The charitable deduction is at risk now because of sequestration – that automatic cut of federal spending that looms – and because elected officials are increasingly viewing the charitable deduction as just another tax expenditure, like so many others included in the federal tax code, including deductions for mortgage interest and state/local taxes paid. There’s a big difference in these different deductions, because the charitable deduction is the sole such deduction from which the individual receives nothing tangible in return. But it’s still on the table as both House and Senate tackle tax reform in coming months.
You might think – like others – that it’s only the super wealthy who take advantage of the charitable deduction. However, research that we present in our Ohio Gives report shows a very different picture. First, individual Ohioans donated a whopping $5 billion to charities in 2010 (that’s the latest year reported by the IRS). And, that number doesn’t represent all of the donations given by Ohioans – it’s only the amount that the one-quarter of Ohioans (1.33 million taxpayers) reported on their itemized tax returns. We have no way of knowing what the real total of charitable giving is by individuals, we have only the IRS figures to provide a snapshot of some of the giving.

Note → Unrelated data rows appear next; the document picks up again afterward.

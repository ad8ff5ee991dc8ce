use thiserror::Error;

#[derive(Error, Debug)]
pub enum EtlError {
    #[error("API request failed: {0}")]
    ApiError(#[from] reqwest::Error),

    #[error("API returned HTTP {status} for {url}")]
    HttpStatusError { status: u16, url: String },

    #[error("Serialization error: {0}")]
    SerializationError(#[from] serde_json::Error),

    #[error("Response is missing field '{field}'")]
    MissingFieldError { field: String },

    #[error("Field 'jobs' must be an array, found {found}")]
    InvalidJobsError { found: String },

    #[error("Job record at index {index} must be an object, found {found}")]
    InvalidRecordError { index: usize, found: String },

    #[error("CSV processing error: {0}")]
    CsvError(#[from] csv::Error),

    #[error("Failed to write '{path}': {source}")]
    WriteError {
        path: String,
        #[source]
        source: std::io::Error,
    },

    #[error("IO error: {0}")]
    IoError(#[from] std::io::Error),

    #[error("Configuration error: {message}")]
    ConfigError { message: String },

    #[error("Invalid value '{value}' for '{field}': {reason}")]
    InvalidConfigValueError {
        field: String,
        value: String,
        reason: String,
    },
}

#[derive(Debug, Clone, Copy, PartialEq, Eq)]
pub enum ErrorCategory {
    Network,
    Data,
    Storage,
    Configuration,
}

impl EtlError {
    pub fn category(&self) -> ErrorCategory {
        match self {
            EtlError::ApiError(_) | EtlError::HttpStatusError { .. } => ErrorCategory::Network,
            EtlError::SerializationError(_)
            | EtlError::MissingFieldError { .. }
            | EtlError::InvalidJobsError { .. }
            | EtlError::InvalidRecordError { .. }
            | EtlError::CsvError(_) => ErrorCategory::Data,
            EtlError::WriteError { .. } | EtlError::IoError(_) => ErrorCategory::Storage,
            EtlError::ConfigError { .. } | EtlError::InvalidConfigValueError { .. } => {
                ErrorCategory::Configuration
            }
        }
    }

    pub fn recovery_suggestion(&self) -> String {
        match self {
            EtlError::ApiError(_) => {
                "Check network connectivity and that the API endpoint is reachable".to_string()
            }
            EtlError::HttpStatusError { status, .. } if *status >= 500 => {
                "The upstream API is failing; run the extraction again later".to_string()
            }
            EtlError::HttpStatusError { .. } => {
                "Check the API endpoint and search term".to_string()
            }
            EtlError::SerializationError(_)
            | EtlError::MissingFieldError { .. }
            | EtlError::InvalidJobsError { .. }
            | EtlError::InvalidRecordError { .. } => {
                "The API response format changed; inspect the raw response".to_string()
            }
            EtlError::CsvError(_) => "Inspect the job records for unexpected values".to_string(),
            EtlError::WriteError { .. } => {
                "Make sure the output directory exists and is writable, or pass --create-dirs"
                    .to_string()
            }
            EtlError::IoError(_) => "Check that the file exists and is readable".to_string(),
            EtlError::ConfigError { .. } | EtlError::InvalidConfigValueError { .. } => {
                "Fix the configuration value and run again".to_string()
            }
        }
    }

    pub fn user_friendly_message(&self) -> String {
        let stage = match self.category() {
            ErrorCategory::Network => "Fetching jobs failed",
            ErrorCategory::Data => "Processing jobs failed",
            ErrorCategory::Storage => "Writing output failed",
            ErrorCategory::Configuration => "Invalid configuration",
        };
        format!("{}: {}", stage, self)
    }
}

pub type Result<T> = std::result::Result<T, EtlError>;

Here’s what else is surprising about our state’s giving: Ohioans at virtually every income level report making charitable contributions. Of those reporting donations, as this figure shows, one-quarter had income less than $50,000 a year and this group collectively gave over $637 MILLLION to charities!
If you donate to charity – whether it’s by dropping cash in the church collection plate or by writing checks to your alma mater or local foodbank – you should care about what’s going on in this debate. Ohio has two representatives on Ways and Means, Representatives, Pat Tiberi and Jim Renacci, and both our senators serve on the Senate Finance Committee that is also tackling tax reform. They’re hearing from us here at Philanthropy Ohio; we hope they’ll hear from you, too.